- B.A., Bachelor of Arts, Swarthmore College, 1995
- M.A., Master of Arts, Yale University, 2001
- Ph.D., Doctor of Philosophy, Yale University, 2001
Ayana Smith is associate professor of music in musicology and chair of the Musicology Department at the Indiana University Jacobs School of Music.
A specialist in Italian baroque opera and inspired by her background both in classics (B.A. with honors from Swarthmore College) and as a singer, she focuses on intersections between literature, reception of the classical past, and interpretation. Additional training in art history (Intercollegiate Center for Classical Studies as an undergraduate, and, more recently, as a visiting fellow at the American Academy in Rome) has added new layers of interdisciplinary material to her research.

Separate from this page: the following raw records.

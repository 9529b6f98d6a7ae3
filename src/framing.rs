//! Framing overhead and efficiency accounting.
//!
//! Asynchronous framing wraps every byte in a start and a stop bit, so its
//! overhead grows with the payload. Synchronous framing sends one fixed
//! synchronization pattern per transmission. Both are dispatched through
//! [`account`].

use std::fmt;

use clap::ValueEnum;
use tracing::{instrument, trace};

use crate::{
    common::*,
    error::{FramingError, Result},
};

/// Framing model used to carry a payload.
#[derive(Clone, Copy, Debug, PartialEq, Eq, Hash, ValueEnum)]
pub enum TransmissionModel {
    /// Start and stop bit around every byte.
    #[value(name = "async", alias = "asynchronous")]
    Asynchronous,
    /// One synchronization pattern for the whole transmission.
    #[value(name = "sync", alias = "synchronous")]
    Synchronous,
}

impl TransmissionModel {
    /// Both models, asynchronous first.
    pub const ALL: [TransmissionModel; 2] = [Self::Asynchronous, Self::Synchronous];

    fn overhead_label(self) -> &'static str {
        match self {
            Self::Asynchronous => "start + stop bits",
            Self::Synchronous => "sync pattern",
        }
    }
}

impl fmt::Display for TransmissionModel {
    fn fmt(&self, f: &mut fmt::Formatter<'_>) -> fmt::Result {
        match self {
            Self::Asynchronous => f.write_str("Asynchronous"),
            Self::Synchronous => f.write_str("Synchronous"),
        }
    }
}

/// Bit accounting of one payload under one framing model.
///
/// Always built through [`account`], so `total_bits` is the sum of data and
/// overhead bits and the efficiency is derived from them.
#[derive(Clone, Copy, Debug, PartialEq)]
pub struct FrameAccounting {
    model: TransmissionModel,
    data_bits: u64,
    overhead_bits: u64,
    total_bits: u64,
    efficiency_percent: f64,
}

impl FrameAccounting {
    fn new(
        model: TransmissionModel,
        num_bytes: u64,
        data_bits: u64,
        overhead_bits: u64,
    ) -> Result<Self> {
        let total_bits = data_bits
            .checked_add(overhead_bits)
            .ok_or(FramingError::Overflow(num_bytes))?;
        let efficiency_percent = compute_efficiency(data_bits, overhead_bits)?;

        trace!(%model, data_bits, overhead_bits, efficiency_percent, "Accounted frame");

        Ok(Self {
            model,
            data_bits,
            overhead_bits,
            total_bits,
            efficiency_percent,
        })
    }

    /// Framing model this accounting was computed for.
    pub fn model(&self) -> TransmissionModel {
        self.model
    }

    /// Payload bits.
    pub fn data_bits(&self) -> u64 {
        self.data_bits
    }

    /// Framing or synchronization bits.
    pub fn overhead_bits(&self) -> u64 {
        self.overhead_bits
    }

    /// Data plus overhead bits.
    pub fn total_bits(&self) -> u64 {
        self.total_bits
    }

    /// Share of transmitted bits that carry payload, in percent.
    pub fn efficiency_percent(&self) -> f64 {
        self.efficiency_percent
    }

    /// Share of transmitted bits spent on framing, in percent.
    pub fn overhead_percent(&self) -> f64 {
        100.0 * self.overhead_bits as f64 / self.total_bits as f64
    }
}

impl fmt::Display for FrameAccounting {
    fn fmt(&self, f: &mut fmt::Formatter<'_>) -> fmt::Result {
        writeln!(f, "{}:", self.model)?;
        writeln!(f, "  Data bits:     {}", self.data_bits)?;
        writeln!(
            f,
            "  Overhead bits: {} ({})",
            self.overhead_bits,
            self.model.overhead_label()
        )?;
        writeln!(f, "  Total bits:    {}", self.total_bits)?;
        write!(f, "  Efficiency:    {:.1}%", self.efficiency_percent)
    }
}

/// Both models applied to the same payload.
#[derive(Clone, Copy, Debug, PartialEq)]
pub struct ModelComparison {
    /// Payload size in bytes
    pub num_bytes: u64,
    /// Asynchronous accounting
    pub asynchronous: FrameAccounting,
    /// Synchronous accounting
    pub synchronous: FrameAccounting,
    /// Synchronous minus asynchronous efficiency, in percentage points
    pub efficiency_delta_percent: f64,
}

impl ModelComparison {
    /// Model with the higher efficiency, `None` when both are equal.
    pub fn more_efficient(&self) -> Option<TransmissionModel> {
        if self.efficiency_delta_percent > 0.0 {
            Some(TransmissionModel::Synchronous)
        } else if self.efficiency_delta_percent < 0.0 {
            Some(TransmissionModel::Asynchronous)
        } else {
            None
        }
    }
}

impl fmt::Display for ModelComparison {
    fn fmt(&self, f: &mut fmt::Formatter<'_>) -> fmt::Result {
        writeln!(f, "Transmitting {} bytes:", self.num_bytes)?;
        writeln!(f)?;
        writeln!(f, "{}", self.asynchronous)?;
        writeln!(f)?;
        writeln!(f, "{}", self.synchronous)?;
        writeln!(f)?;

        match self.more_efficient() {
            Some(model) => write!(
                f,
                "Difference: {model} is {:.1}% more efficient",
                self.efficiency_delta_percent.abs()
            ),
            None => write!(f, "Difference: none, both models are equally efficient"),
        }
    }
}

/// Percentage of `data_bits` in the whole transmission.
///
/// Fails with [`FramingError::ZeroTotalBits`] when nothing is transmitted.
pub fn compute_efficiency(data_bits: u64, overhead_bits: u64) -> Result<f64> {
    if data_bits == 0 && overhead_bits == 0 {
        return Err(FramingError::ZeroTotalBits);
    }

    let total = data_bits as f64 + overhead_bits as f64;
    Ok(100.0 * data_bits as f64 / total)
}

/// Accounts `num_bytes` of payload under `model`.
///
/// Zero-byte payloads are rejected with [`FramingError::EmptyPayload`] for
/// both models.
#[instrument(level = "trace")]
pub fn account(model: TransmissionModel, num_bytes: u64) -> Result<FrameAccounting> {
    if num_bytes == 0 {
        return Err(FramingError::EmptyPayload);
    }

    let overflow = || FramingError::Overflow(num_bytes);
    let data_bits = num_bytes.checked_mul(BITS_PER_BYTE).ok_or_else(overflow)?;

    let overhead_bits = match model {
        TransmissionModel::Asynchronous => num_bytes
            .checked_mul(ASYNC_OVERHEAD_PER_BYTE)
            .ok_or_else(overflow)?,
        TransmissionModel::Synchronous => SYNC_PATTERN_BITS,
    };

    FrameAccounting::new(model, num_bytes, data_bits, overhead_bits)
}

/// Start/stop-bit framing: 2 overhead bits per byte.
pub fn account_asynchronous(num_bytes: u64) -> Result<FrameAccounting> {
    account(TransmissionModel::Asynchronous, num_bytes)
}

/// Synchronous framing: one 16-bit sync pattern regardless of size.
pub fn account_synchronous(num_bytes: u64) -> Result<FrameAccounting> {
    account(TransmissionModel::Synchronous, num_bytes)
}

/// Accounts `num_bytes` under both models.
pub fn compare_models(num_bytes: u64) -> Result<ModelComparison> {
    let asynchronous = account_asynchronous(num_bytes)?;
    let synchronous = account_synchronous(num_bytes)?;

    Ok(ModelComparison {
        num_bytes,
        asynchronous,
        synchronous,
        efficiency_delta_percent: synchronous.efficiency_percent - asynchronous.efficiency_percent,
    })
}

/// Payload size at which the sync pattern costs as much as per-byte framing.
pub fn crossover_bytes() -> u64 {
    SYNC_PATTERN_BITS.div_ceil(ASYNC_OVERHEAD_PER_BYTE)
}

Her current book manuscript, Dreaming with Open Eyes, investigates the importance of visual culture to theories of literature and music drama within the Accademia degli Arcadi in late seventeenth-century Rome. This project analyzes several monuments to visual culture—Annibale Carracci’s frescoes in the Palazzo Farnese, Alessandro Guidi’s play L’Endimione (1688), Gianvincenzo Gravina’s treatise Discorso sopra l’Endimione (1691), Alessandro Scarlatti’s opera La Statira (1690), and Carlo Francesco Pollarolo’s opera La forza della virtù (1693)—while tracing the influence of Queen Christina of Sweden on the Roman aesthetic environment and constructing theories of interpretation for today’s scholars and performers.
Smith has published articles in the journals Eighteenth-Century Music, Music in Art, and Popular Music and in the volume Early Modern Rome. Articles in progress include “Images, Imagination, and Cartesian Subjectivities in Lully’s tragédies en musique” and “Catharsis and Character in Handel’s Rodrigo.”
She is a recipient of grants from the National Endowment of the Humanities, Woodrow Wilson National Fellowship Foundation, Social Science Research Council, and Mellon Foundation. She completed her doctoral education at Yale University under the direction of Ellen Rosand.